• INSTRUCTIONS FOR THE TASK: Tally every line of the records below that includes "Deserialize", and reply with the total alone.

(Collection entries)
----
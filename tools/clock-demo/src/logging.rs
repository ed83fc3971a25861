//! Logging and tracing setup

use anyhow::{anyhow, Result};
use tracing_subscriber::{fmt, layer::SubscriberExt, prelude::*, util::SubscriberInitExt, EnvFilter};

/// Initialize logging with the configured level and format.
///
/// `RUST_LOG`, when set, takes precedence over `level`.
pub fn initialize_logging_with_config(level: &str, format: &str) -> Result<()> {
    let env_filter = EnvFilter::try_from_default_env().unwrap_or_else(|_| EnvFilter::new(level));

    let fmt_layer = match format {
        "json" => fmt::layer().json().with_target(true).with_writer(std::io::stderr).boxed(),
        "pretty" => fmt::layer()
            .pretty()
            .with_target(false)
            .with_file(true)
            .with_line_number(true)
            .with_writer(std::io::stderr)
            .boxed(),
        _ => fmt::layer().compact().with_target(false).with_writer(std::io::stderr).boxed(),
    };

    tracing_subscriber::registry()
        .with(env_filter)
        .with(fmt_layer)
        .try_init()
        .map_err(|e| anyhow!("Failed to install tracing subscriber: {e}"))
}
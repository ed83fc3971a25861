//! Network: the scheduler driver registered with a Clock

use std::sync::Arc;

use parking_lot::Mutex;
use serde::{Deserialize, Serialize};
use sim_clock::{Callback, Clock, RunSummary};

use crate::error::{EvaluateError, NetworkError};
use crate::group::Group;
use crate::{DEFAULT_RUN_DT, DEFAULT_RUN_TIME};

type Groups = Arc<Mutex<Vec<Box<dyn Group>>>>;

/// How long a network run lasts
#[derive(Debug, Clone, Copy, PartialEq, Serialize, Deserialize)]
#[serde(rename_all = "snake_case")]
pub enum RunSpan {
    /// Run for `time` simulated seconds, evaluating every `dt`
    Duration { time: f64, dt: f64 },
    /// Run exactly `n` unit steps
    Steps(u64),
}

impl Default for RunSpan {
    fn default() -> Self {
        RunSpan::Duration { time: DEFAULT_RUN_TIME, dt: DEFAULT_RUN_DT }
    }
}

/// A set of groups evaluated together by one clock timer
pub struct Network {
    groups: Groups,
    evaluate: Callback,
}

impl Network {
    pub fn new() -> Self {
        let groups: Groups = Arc::new(Mutex::new(Vec::new()));
        let evaluate = {
            let groups = groups.clone();
            Callback::new(move |clock: &mut Clock, _time| {
                let dt = clock.resolution();
                for group in groups.lock().iter_mut() {
                    group.evaluate(dt).map_err(|source| EvaluateError {
                        name: group.name().to_string(),
                        source,
                    })?;
                }
                Ok(())
            })
        };

        Self { groups, evaluate }
    }

    /// Build a network from groups, rejecting duplicate names
    pub fn with_groups(groups: Vec<Box<dyn Group>>) -> Result<Self, NetworkError> {
        let network = Self::new();
        for group in groups {
            network.append(group)?;
        }
        Ok(network)
    }

    /// Add a group; fails if a group with the same name is already present
    pub fn append(&self, group: Box<dyn Group>) -> Result<(), NetworkError> {
        let mut groups = self.groups.lock();
        if groups.iter().any(|g| g.name() == group.name()) {
            return Err(NetworkError::GroupAlreadyPresent { name: group.name().to_string() });
        }

        tracing::debug!(group = group.name(), "Appending group to network");
        groups.push(group);
        Ok(())
    }

    pub fn len(&self) -> usize {
        self.groups.lock().len()
    }

    pub fn is_empty(&self) -> bool {
        self.groups.lock().is_empty()
    }

    /// Group names in evaluation order
    pub fn group_names(&self) -> Vec<String> {
        self.groups.lock().iter().map(|g| g.name().to_string()).collect()
    }

    /// Set up every group in evaluation order
    pub fn setup(&self) -> Result<(), NetworkError> {
        for group in self.groups.lock().iter_mut() {
            group
                .setup()
                .map_err(|source| NetworkError::Setup { name: group.name().to_string(), source })?;
        }
        Ok(())
    }

    /// The callback this network registers with a clock
    pub fn evaluate_callback(&self) -> &Callback {
        &self.evaluate
    }

    /// Configure `clock` for `span`, set up the groups and run.
    ///
    /// The evaluate timer is removed and registered again at the clock's resolution, so
    /// repeated runs never fire it twice per tick.
    pub fn run(&self, clock: &mut Clock, span: RunSpan) -> Result<RunSummary, NetworkError> {
        match span {
            RunSpan::Duration { time, dt } => {
                clock.set_end(time)?;
                clock.set_resolution(dt)?;
            }
            RunSpan::Steps(n) => {
                clock.set_end(n as f64)?;
                clock.set_resolution(1.0)?;
            }
        }

        self.setup()?;
        clock.remove(&self.evaluate, None);
        clock.tick(&self.evaluate)?;

        tracing::info!(clock = %clock.id(), groups = self.len(), ?span, "Running network");
        Ok(clock.run(None, None, None)?)
    }
}

impl Default for Network {
    fn default() -> Self {
        Self::new()
    }
}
----
• ANSWER FOR THIS EXERCISE: 2